* [Task item]
From the entries, copy every line that carries the string "IdentityClient".

---+---

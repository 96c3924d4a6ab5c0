// SPDX-License-Identifier: MIT
// Copyright 2026 Roland Dreier <roland@rolandd.dev>

//! Trade ledger service.
//!
//! Confirmation flow:
//! 1. The store records the confirmation and checks for completion as one
//!    atomic unit.
//! 2. On the pending -> completed transition (and only then), a
//!    `TradeCompleted` event is published; the reputation engine applies
//!    counters and badges downstream.

use std::sync::Arc;

use crate::error::{AppError, Result};
use crate::events::{DomainEvent, EventBus};
use crate::models::Trade;
use crate::store::{ConfirmOutcome, Store};

pub struct TradeService {
    store: Arc<dyn Store>,
    events: EventBus,
}

impl TradeService {
    pub fn new(store: Arc<dyn Store>, events: EventBus) -> Self {
        Self { store, events }
    }

    /// Propose a trade between two distinct users.
    pub async fn create_trade(
        &self,
        user1: &str,
        user2: &str,
        items: serde_json::Value,
        evidence: &str,
    ) -> Result<String> {
        if user1 == user2 {
            return Err(AppError::Validation(
                "a trade requires two distinct users".to_string(),
            ));
        }

        let now = chrono::Utc::now().to_rfc3339();
        let trade = Trade::new(
            uuid::Uuid::new_v4().to_string(),
            user1.to_string(),
            user2.to_string(),
            items,
            evidence.to_string(),
            &now,
        );
        self.store.insert_trade(&trade).await?;

        tracing::info!(trade_id = %trade.id, user1, user2, "Trade created");
        Ok(trade.id)
    }

    /// Record `uid`'s confirmation.
    ///
    /// A confirmation from a user who is neither party is a no-op. When both
    /// parties have confirmed, the completion side effects run exactly once.
    pub async fn confirm_trade(&self, trade_id: &str, uid: &str) -> Result<ConfirmOutcome> {
        let outcome = self.store.confirm_trade(trade_id, uid).await?;

        match &outcome {
            ConfirmOutcome::Completed(trade) => {
                tracing::info!(trade_id, "Trade completed");
                self.events
                    .publish(DomainEvent::TradeCompleted {
                        trade_id: trade.id.clone(),
                        user1: trade.user1.clone(),
                        user2: trade.user2.clone(),
                    })
                    .await;
            }
            ConfirmOutcome::Confirmed => {
                tracing::debug!(trade_id, uid, "Confirmation recorded");
            }
            ConfirmOutcome::NotParty => {
                tracing::debug!(trade_id, uid, "Confirmation from non-party ignored");
            }
            ConfirmOutcome::AlreadyCompleted => {
                tracing::debug!(trade_id, "Trade already completed");
            }
        }

        Ok(outcome)
    }

    pub async fn get_trade(&self, trade_id: &str) -> Result<Option<Trade>> {
        self.store.get_trade(trade_id).await
    }

    /// All trades the user takes part in, newest first.
    pub async fn trades_for_user(&self, uid: &str) -> Result<Vec<Trade>> {
        self.store.trades_for_user(uid).await
    }
}
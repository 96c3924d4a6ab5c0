// SPDX-License-Identifier: MIT
// Copyright 2026 Roland Dreier <roland@rolandd.dev>

//! Linked third-party accounts.
//!
//! Links live on the user document as a platform -> username map, so one
//! entry per platform holds by construction.

use std::collections::BTreeMap;
use std::sync::Arc;

use crate::error::{AppError, Result};
use crate::store::Store;

pub struct LinkService {
    store: Arc<dyn Store>,
}

impl LinkService {
    pub fn new(store: Arc<dyn Store>) -> Self {
        Self { store }
    }

    /// Link (or replace) the user's identity on a platform.
    pub async fn link_account(&self, uid: &str, platform: &str, username: &str) -> Result<()> {
        let mut user = self
            .store
            .get_user(uid)
            .await?
            .ok_or_else(|| AppError::NotFound(format!("user {}", uid)))?;

        user.linked_accounts
            .insert(platform.to_string(), username.to_string());
        self.store.upsert_user(&user).await?;

        tracing::debug!(uid, platform, "Account linked");
        Ok(())
    }

    /// Remove the user's link for a platform. No-op if absent.
    pub async fn unlink_account(&self, uid: &str, platform: &str) -> Result<()> {
        let mut user = self
            .store
            .get_user(uid)
            .await?
            .ok_or_else(|| AppError::NotFound(format!("user {}", uid)))?;

        if user.linked_accounts.remove(platform).is_some() {
            self.store.upsert_user(&user).await?;
            tracing::debug!(uid, platform, "Account unlinked");
        }

        Ok(())
    }

    pub async fn linked_accounts(&self, uid: &str) -> Result<BTreeMap<String, String>> {
        let user = self
            .store
            .get_user(uid)
            .await?
            .ok_or_else(|| AppError::NotFound(format!("user {}", uid)))?;

        Ok(user.linked_accounts)
    }
}
//! Library configuration loaded from environment variables.
//!
//! The storage backend is selected here once; everything downstream receives
//! the chosen backend as a trait object and never branches on it again.

use std::env;
use std::path::PathBuf;

/// Which storage backend to connect to.
#[derive(Debug, Clone, Copy, PartialEq, Eq)]
pub enum StoreBackend {
    /// Firestore document database
    Cloud,
    /// Persisted JSON file with the same logical schema
    Local,
}

/// Library configuration, loaded once at startup.
#[derive(Debug, Clone)]
pub struct Config {
    /// Storage backend selection
    pub backend: StoreBackend,
    /// GCP project ID (cloud backend)
    pub gcp_project_id: String,
    /// Path of the local store file (local backend)
    pub local_data_path: PathBuf,
    /// Identity provider base URL (cloud backend)
    pub identity_endpoint: String,
    /// Identity provider API key (cloud backend)
    pub identity_api_key: String,
    /// HS256 signing key for session tokens (raw bytes)
    pub session_signing_key: Vec<u8>,
}

impl Default for Config {
    /// Default config for testing only.
    fn default() -> Self {
        Self {
            backend: StoreBackend::Local,
            gcp_project_id: "test-project".to_string(),
            local_data_path: PathBuf::from("tradepost-data.json"),
            identity_endpoint: "https://identitytoolkit.googleapis.com".to_string(),
            identity_api_key: "test_api_key".to_string(),
            session_signing_key: b"test_session_key_32_bytes_min!!".to_vec(),
        }
    }
}

impl Config {
    /// Load configuration from environment variables.
    pub fn from_env() -> Result<Self, ConfigError> {
        dotenvy::dotenv().ok(); // Load .env file if present

        let backend = match env::var("TRADEPOST_BACKEND")
            .unwrap_or_else(|_| "local".to_string())
            .as_str()
        {
            "cloud" => StoreBackend::Cloud,
            "local" => StoreBackend::Local,
            other => return Err(ConfigError::InvalidBackend(other.to_string())),
        };

        Ok(Self {
            backend,
            gcp_project_id: env::var("GCP_PROJECT_ID").unwrap_or_else(|_| "local-dev".to_string()),
            local_data_path: env::var("TRADEPOST_DATA_PATH")
                .unwrap_or_else(|_| "tradepost-data.json".to_string())
                .into(),
            identity_endpoint: env::var("IDENTITY_ENDPOINT")
                .unwrap_or_else(|_| "https://identitytoolkit.googleapis.com".to_string()),
            // Required only for the cloud backend; the local backend stores
            // credentials itself.
            identity_api_key: match backend {
                StoreBackend::Cloud => env::var("IDENTITY_API_KEY")
                    .map_err(|_| ConfigError::Missing("IDENTITY_API_KEY"))?,
                StoreBackend::Local => env::var("IDENTITY_API_KEY").unwrap_or_default(),
            },
            session_signing_key: env::var("SESSION_SIGNING_KEY")
                .map_err(|_| ConfigError::Missing("SESSION_SIGNING_KEY"))?
                .into_bytes(),
        })
    }
}

/// Configuration errors
#[derive(Debug, thiserror::Error)]
pub enum ConfigError {
    #[error("Missing required environment variable: {0}")]
    Missing(&'static str),

    #[error("Unknown storage backend: {0}")]
    InvalidBackend(String),
}
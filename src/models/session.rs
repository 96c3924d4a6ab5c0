//! Session issued on login.

use serde::{Deserialize, Serialize};

/// An authenticated session for the current user.
#[derive(Debug, Clone, Serialize, Deserialize)]
pub struct Session {
    pub uid: String,
    pub email: String,
    pub username: String,
    /// Signed session token (HS256 JWT)
    pub token: String,
    /// When the session was established (ISO 8601)
    pub login_time: String,
}
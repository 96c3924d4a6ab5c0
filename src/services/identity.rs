// SPDX-License-Identifier: MIT
// Copyright 2026 Roland Dreier <roland@rolandd.dev>

//! Identity provider REST client (cloud auth backend).
//!
//! Consumes a Google Identity Toolkit-compatible endpoint; only the
//! email/password flows the account service needs are implemented.

use async_trait::async_trait;
use serde::{Deserialize, Serialize};

use crate::error::{AppError, Result};
use crate::services::auth::AuthBackend;

/// Identity provider API client.
#[derive(Clone)]
pub struct IdentityClient {
    http: reqwest::Client,
    endpoint: String,
    api_key: String,
}

#[derive(Serialize)]
struct PasswordRequest<'a> {
    email: &'a str,
    password: &'a str,
    #[serde(rename = "returnSecureToken")]
    return_secure_token: bool,
}

#[derive(Deserialize)]
struct IdentityResponse {
    #[serde(rename = "localId")]
    local_id: String,
}

#[derive(Deserialize)]
struct IdentityErrorBody {
    error: IdentityErrorDetail,
}

#[derive(Deserialize)]
struct IdentityErrorDetail {
    message: String,
}

impl IdentityClient {
    pub fn new(endpoint: &str, api_key: &str) -> Self {
        Self {
            http: reqwest::Client::new(),
            endpoint: endpoint.trim_end_matches('/').to_string(),
            api_key: api_key.to_string(),
        }
    }

    /// POST an email/password action and return the account's uid.
    async fn password_action(&self, action: &str, email: &str, password: &str) -> Result<String> {
        let url = format!(
            "{}/v1/accounts:{}?key={}",
            self.endpoint, action, self.api_key
        );

        let response = self
            .http
            .post(&url)
            .json(&PasswordRequest {
                email,
                password,
                return_secure_token: true,
            })
            .send()
            .await
            .map_err(|e| AppError::Identity(format!("Request failed: {}", e)))?;

        let status = response.status();
        if status.is_success() {
            let body: IdentityResponse = response
                .json()
                .await
                .map_err(|e| AppError::Identity(format!("JSON parse error: {}", e)))?;
            return Ok(body.local_id);
        }

        let message = response
            .json::<IdentityErrorBody>()
            .await
            .map(|body| body.error.message)
            .unwrap_or_else(|_| status.to_string());

        Err(map_identity_error(&message))
    }
}

/// Map provider error codes to the distinct kinds callers match on.
///
/// Codes may carry a suffix ("INVALID_PASSWORD : ..."), so match on the
/// prefix.
fn map_identity_error(message: &str) -> AppError {
    if message.starts_with("EMAIL_NOT_FOUND") {
        AppError::EmailNotFound
    } else if message.starts_with("INVALID_PASSWORD")
        || message.starts_with("INVALID_LOGIN_CREDENTIALS")
    {
        AppError::IncorrectPassword
    } else if message.starts_with("EMAIL_EXISTS") {
        AppError::Validation("email already registered".to_string())
    } else {
        AppError::Identity(message.to_string())
    }
}

#[async_trait]
impl AuthBackend for IdentityClient {
    async fn create_account(&self, email: &str, password: &str) -> Result<String> {
        self.password_action("signUp", email, password).await
    }

    async fn sign_in(&self, email: &str, password: &str) -> Result<String> {
        self.password_action("signInWithPassword", email, password)
            .await
    }
}
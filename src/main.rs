//! Employee API server binary

use anyhow::Result;
use employee_api::config::ServerConfig;
use employee_api::server::ServerBuilder;
use employee_api::storage::InMemoryEmployeeStore;
use tracing_subscriber::EnvFilter;

#[tokio::main]
async fn main() -> Result<()> {
    let config = ServerConfig::load()?;

    tracing_subscriber::fmt()
        .with_env_filter(
            EnvFilter::try_from_default_env()
                .unwrap_or_else(|_| EnvFilter::new(&config.log_level)),
        )
        .init();

    tracing::info!(
        address = %config.bind_address(),
        cors = config.cors_allow_all,
        "Starting {} v{}",
        env!("CARGO_PKG_NAME"),
        env!("CARGO_PKG_VERSION")
    );

    ServerBuilder::new()
        .with_config(config)
        .with_service(InMemoryEmployeeStore::new())
        .serve()
        .await
}
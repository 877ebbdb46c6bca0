//! Core module containing the employee model, its rules and the service seam

pub mod employee;
pub mod error;
pub mod query;
pub mod service;
pub mod validation;

pub use employee::{Employee, EmployeeFields, EmployeeId, EmployeePatch, ValidatedFields};
pub use error::{ApiError, EntityError, FieldValidationError, RequestError, ValidationError};
pub use query::{EmployeeQuery, SortField, SortOrder};
pub use service::EmployeeService;
pub use validation::{EmployeeValidator, calculated_age};
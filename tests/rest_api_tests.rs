//! HTTP round-trip tests for every employee route
//!
//! JSON / query string → handler → InMemoryEmployeeStore → HTTP response → JSON.

use axum::http::StatusCode;
use axum_test::TestServer;
use employee_api::prelude::*;
use serde_json::{Value, json};

fn today() -> NaiveDate {
    NaiveDate::from_ymd_opt(2024, 6, 1).unwrap()
}

fn make_server() -> TestServer {
    let store = InMemoryEmployeeStore::with_validator(EmployeeValidator::pinned(today()));
    let app = ServerBuilder::new().with_service(store).build();
    TestServer::new(app)
}

fn employee_json(name: &str) -> Value {
    json!({
        "name": name,
        "surname": "Smith",
        "email": "anna@example.com",
        "phone": "05551234567",
        "address": "12 Baker Street",
        "age": 34,
        "dateOfBirth": "1990-03-10"
    })
}

async fn create(server: &TestServer, body: Value) -> Value {
    let response = server.post("/api/employees/body").json(&body).await;
    response.assert_status(StatusCode::CREATED);
    response.json()
}

fn field_names(body: &Value) -> Vec<String> {
    body["details"]["fields"]
        .as_array()
        .expect("validation details")
        .iter()
        .map(|f| f["field"].as_str().unwrap().to_string())
        .collect()
}

// ==============================================================
// Health
// ==============================================================

#[tokio::test]
async fn test_health() {
    let server = make_server();

    for path in ["/health", "/healthz"] {
        let response = server.get(path).await;
        response.assert_status_ok();
        let body: Value = response.json();
        assert_eq!(body["status"], "ok");
    }
}

// ==============================================================
// Listing
// ==============================================================

#[tokio::test]
async fn test_list_all_starts_empty() {
    let server = make_server();

    let response = server.get("/api/employees/all").await;
    response.assert_status_ok();
    let body: Value = response.json();
    assert_eq!(body, json!([]));
}

#[tokio::test]
async fn test_list_all_returns_insertion_order() {
    let server = make_server();
    create(&server, employee_json("Anna")).await;
    create(&server, employee_json("Bob")).await;

    let body: Value = server.get("/api/employees/all").await.json();
    let names: Vec<_> = body
        .as_array()
        .unwrap()
        .iter()
        .map(|e| e["name"].as_str().unwrap())
        .collect();
    assert_eq!(names, vec!["Anna", "Bob"]);
}

// ==============================================================
// Create
// ==============================================================

#[tokio::test]
async fn test_create_from_body() {
    let server = make_server();

    let response = server
        .post("/api/employees/body")
        .json(&employee_json("Anna"))
        .await;

    response.assert_status(StatusCode::CREATED);
    assert_eq!(
        response.header("location").to_str().unwrap(),
        "/api/employees/route/1"
    );

    let body: Value = response.json();
    assert_eq!(body["id"], 1);
    assert_eq!(body["name"], "Anna");
    assert_eq!(body["dateOfBirth"], "1990-03-10");
}

#[tokio::test]
async fn test_create_ignores_client_supplied_id() {
    let server = make_server();

    let mut body = employee_json("Anna");
    body["id"] = json!(40);
    let created = create(&server, body).await;

    assert_eq!(created["id"], 1);
}

#[tokio::test]
async fn test_create_from_pascal_case_body() {
    let server = make_server();

    let response = server
        .post("/api/employees/body")
        .json(&json!({
            "Name": "Anna",
            "Surname": "Smith",
            "Email": "anna@example.com",
            "Phone": "05551234567",
            "Address": "12 Baker Street",
            "Age": 34,
            "DateOfBirth": "1990-03-10"
        }))
        .await;

    response.assert_status(StatusCode::CREATED);
    let body: Value = response.json();
    assert_eq!(body["name"], "Anna");
    assert_eq!(body["age"], 34);
    assert_eq!(body["dateOfBirth"], "1990-03-10");
}

#[tokio::test]
async fn test_create_from_query() {
    let server = make_server();

    let response = server
        .post("/api/employees/query")
        .add_query_param("name", "Anna")
        .add_query_param("surname", "Smith")
        .add_query_param("email", "anna@example.com")
        .add_query_param("phone", "05551234567")
        .add_query_param("address", "12 Baker Street")
        .add_query_param("age", "34")
        .add_query_param("dateOfBirth", "1990-03-10T00:00:00")
        .await;

    response.assert_status(StatusCode::CREATED);
    assert_eq!(
        response.header("location").to_str().unwrap(),
        "/api/employees/route/1"
    );
    let body: Value = response.json();
    assert_eq!(body["dateOfBirth"], "1990-03-10");
}

#[tokio::test]
async fn test_location_resolves_to_created_record() {
    let server = make_server();
    create(&server, employee_json("Anna")).await;

    let response = server
        .post("/api/employees/body")
        .json(&employee_json("Bob"))
        .await;
    let location = response.header("location").to_str().unwrap().to_string();

    let fetched: Value = server.get(&location).await.json();
    assert_eq!(fetched["id"], 2);
    assert_eq!(fetched["name"], "Bob");
}

#[tokio::test]
async fn test_create_invalid_returns_every_failing_field() {
    let server = make_server();

    let response = server
        .post("/api/employees/body")
        .json(&json!({
            "name": "Al",
            "surname": "Smith",
            "email": "not-an-email",
            "phone": "123",
            "address": "12 Baker Street",
            "age": 34,
            "dateOfBirth": "1990-03-10"
        }))
        .await;

    response.assert_status(StatusCode::BAD_REQUEST);
    let body: Value = response.json();
    assert_eq!(body["code"], "VALIDATION_ERROR");

    let fields = field_names(&body);
    assert!(fields.contains(&"name".to_string()));
    assert!(fields.contains(&"email".to_string()));
    assert!(fields.contains(&"phone".to_string()));
    assert!(!fields.contains(&"surname".to_string()));

    // Nothing was stored
    let all: Value = server.get("/api/employees/all").await.json();
    assert_eq!(all, json!([]));
}

#[tokio::test]
async fn test_create_with_empty_body_reports_required_fields() {
    let server = make_server();

    let response = server.post("/api/employees/body").json(&json!({})).await;

    response.assert_status(StatusCode::BAD_REQUEST);
    let fields = field_names(&response.json());
    for field in ["name", "surname", "email", "phone", "address", "age", "dateOfBirth"] {
        assert!(fields.contains(&field.to_string()), "missing {field}");
    }
}

#[tokio::test]
async fn test_create_age_mismatch() {
    let server = make_server();

    let mut body = employee_json("Anna");
    body["age"] = json!(40);
    let response = server.post("/api/employees/body").json(&body).await;

    response.assert_status(StatusCode::BAD_REQUEST);
    let body: Value = response.json();
    assert_eq!(
        body["details"]["fields"][0]["message"],
        "Age must match the calculated age based on Date of Birth"
    );
}

// ==============================================================
// Get
// ==============================================================

#[tokio::test]
async fn test_get_by_route_and_query() {
    let server = make_server();
    create(&server, employee_json("Anna")).await;

    let by_route: Value = server.get("/api/employees/route/1").await.json();
    let by_query: Value = server
        .get("/api/employees/query-by-id")
        .add_query_param("id", 1)
        .await
        .json();

    assert_eq!(by_route, by_query);
    assert_eq!(by_route["name"], "Anna");
}

#[tokio::test]
async fn test_get_missing_returns_404() {
    let server = make_server();

    let response = server.get("/api/employees/route/99").await;
    response.assert_status(StatusCode::NOT_FOUND);
    let body: Value = response.json();
    assert_eq!(body["message"], "Employee not found");
    assert_eq!(body["details"]["id"], 99);

    let response = server
        .get("/api/employees/query-by-id")
        .add_query_param("id", 99)
        .await;
    response.assert_status(StatusCode::NOT_FOUND);
}

// ==============================================================
// Replace
// ==============================================================

#[tokio::test]
async fn test_replace_from_body() {
    let server = make_server();
    create(&server, employee_json("Anna")).await;

    let response = server
        .put("/api/employees/body")
        .add_query_param("id", 1)
        .json(&json!({
            "name": "Olga",
            "surname": "Ivanova",
            "email": "olga@example.com",
            "phone": "05550000000",
            "address": "Nevsky 1",
            "age": 24,
            "dateOfBirth": "2000-01-01"
        }))
        .await;

    response.assert_status_ok();
    let body: Value = response.json();
    assert_eq!(body["id"], 1);
    assert_eq!(body["name"], "Olga");
    assert_eq!(body["age"], 24);
}

#[tokio::test]
async fn test_replace_from_query_is_validated() {
    let server = make_server();
    create(&server, employee_json("Anna")).await;

    let response = server
        .put("/api/employees/query")
        .add_query_param("id", 1)
        .add_query_param("name", "Olga")
        .add_query_param("surname", "Ivanova")
        .add_query_param("email", "olga@example.com")
        .add_query_param("phone", "05550000000")
        .add_query_param("address", "Nevsky 1")
        .add_query_param("age", "17")
        .add_query_param("dateOfBirth", "2000-01-01")
        .await;

    response.assert_status(StatusCode::BAD_REQUEST);
    assert!(field_names(&response.json()).contains(&"age".to_string()));

    let unchanged: Value = server.get("/api/employees/route/1").await.json();
    assert_eq!(unchanged["name"], "Anna");
}

#[tokio::test]
async fn test_replace_from_body_rejects_bad_phone() {
    let server = make_server();
    create(&server, employee_json("Anna")).await;

    let mut body = employee_json("Olga");
    body["phone"] = json!("555-12");
    let response = server
        .put("/api/employees/body")
        .add_query_param("id", 1)
        .json(&body)
        .await;

    response.assert_status(StatusCode::BAD_REQUEST);
    let body: Value = response.json();
    assert_eq!(field_names(&body), vec!["phone"]);
    assert_eq!(
        body["details"]["fields"][0]["message"],
        "Invalid phone number format. Must be 10-15 digits."
    );

    let unchanged: Value = server.get("/api/employees/route/1").await.json();
    assert_eq!(unchanged["name"], "Anna");
    assert_eq!(unchanged["phone"], "05551234567");
}

#[tokio::test]
async fn test_replace_from_query_valid() {
    let server = make_server();
    create(&server, employee_json("Anna")).await;

    let response = server
        .put("/api/employees/query")
        .add_query_param("id", 1)
        .add_query_param("name", "Olga")
        .add_query_param("surname", "Ivanova")
        .add_query_param("email", "olga@example.com")
        .add_query_param("phone", "05550000000")
        .add_query_param("address", "Nevsky 1")
        .add_query_param("age", "24")
        .add_query_param("dateOfBirth", "2000-01-01")
        .await;

    response.assert_status_ok();
    let body: Value = response.json();
    assert_eq!(body["id"], 1);
    assert_eq!(body["surname"], "Ivanova");
}

#[tokio::test]
async fn test_replace_missing_returns_404() {
    let server = make_server();

    let response = server
        .put("/api/employees/body")
        .add_query_param("id", 5)
        .json(&employee_json("Anna"))
        .await;

    response.assert_status(StatusCode::NOT_FOUND);
}

// ==============================================================
// Partial updates
// ==============================================================

#[tokio::test]
async fn test_patch_from_query_bypasses_validation() {
    let server = make_server();
    create(&server, employee_json("Anna")).await;

    let response = server
        .patch("/api/employees/query")
        .add_query_param("id", 1)
        .add_query_param("name", "Al")
        .add_query_param("email", "")
        .await;

    response.assert_status_ok();
    let body: Value = response.json();
    assert_eq!(body["name"], "Al");
    // Empty values are not applied on this path
    assert_eq!(body["email"], "anna@example.com");
    assert_eq!(body["phone"], "05551234567");
}

#[tokio::test]
async fn test_patch_from_body_bypasses_validation() {
    let server = make_server();
    create(&server, employee_json("Anna")).await;

    let response = server
        .patch("/api/employees/body")
        .add_query_param("id", 1)
        .json(&json!({
            "Name": "Al",
            "Phone": "12",
            "Email": 7,
            "Address": "ignored"
        }))
        .await;

    response.assert_status_ok();
    let body: Value = response.json();
    assert_eq!(body["name"], "Al");
    assert_eq!(body["phone"], "12");
    assert_eq!(body["email"], "anna@example.com");
    assert_eq!(body["address"], "12 Baker Street");
}

#[tokio::test]
async fn test_patch_from_body_applies_empty_text() {
    let server = make_server();
    create(&server, employee_json("Anna")).await;

    let body: Value = server
        .patch("/api/employees/body")
        .add_query_param("id", 1)
        .json(&json!({ "Email": "" }))
        .await
        .json();

    assert_eq!(body["email"], "");
}

#[tokio::test]
async fn test_patch_missing_returns_404() {
    let server = make_server();

    server
        .patch("/api/employees/query")
        .add_query_param("id", 3)
        .add_query_param("name", "Anna")
        .await
        .assert_status(StatusCode::NOT_FOUND);

    server
        .patch("/api/employees/body")
        .add_query_param("id", 3)
        .json(&json!({ "Name": "Anna" }))
        .await
        .assert_status(StatusCode::NOT_FOUND);
}

// ==============================================================
// Filter / sort
// ==============================================================

#[tokio::test]
async fn test_list_filtered_by_name_and_sorted() {
    let server = make_server();
    for (name, age, dob) in [
        ("Anna", 30, "1994-01-10"),
        ("Bob", 18, "2005-09-01"),
        ("Susan", 45, "1979-02-02"),
    ] {
        let mut body = employee_json(name);
        body["age"] = json!(age);
        body["dateOfBirth"] = json!(dob);
        create(&server, body).await;
    }

    let body: Value = server
        .get("/api/employees/list-filtered")
        .add_query_param("sortField", "age")
        .add_query_param("sortOrder", "desc")
        .await
        .json();
    let ages: Vec<_> = body
        .as_array()
        .unwrap()
        .iter()
        .map(|e| e["age"].as_i64().unwrap())
        .collect();
    assert_eq!(ages, vec![45, 30, 18]);

    let body: Value = server
        .get("/api/employees/list-filtered")
        .add_query_param("name", "an")
        .await
        .json();
    let names: Vec<_> = body
        .as_array()
        .unwrap()
        .iter()
        .map(|e| e["name"].as_str().unwrap())
        .collect();
    assert_eq!(names, vec!["Anna", "Susan"]);

    let body: Value = server
        .get("/api/employees/list-filtered")
        .add_query_param("sortField", "salary")
        .add_query_param("sortOrder", "asc")
        .await
        .json();
    let ids: Vec<_> = body
        .as_array()
        .unwrap()
        .iter()
        .map(|e| e["id"].as_i64().unwrap())
        .collect();
    assert_eq!(ids, vec![1, 2, 3]);
}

---+---

* [Exercise solution]
pub struct IdentityClient {
impl IdentityClient {
impl AuthBackend for IdentityClient {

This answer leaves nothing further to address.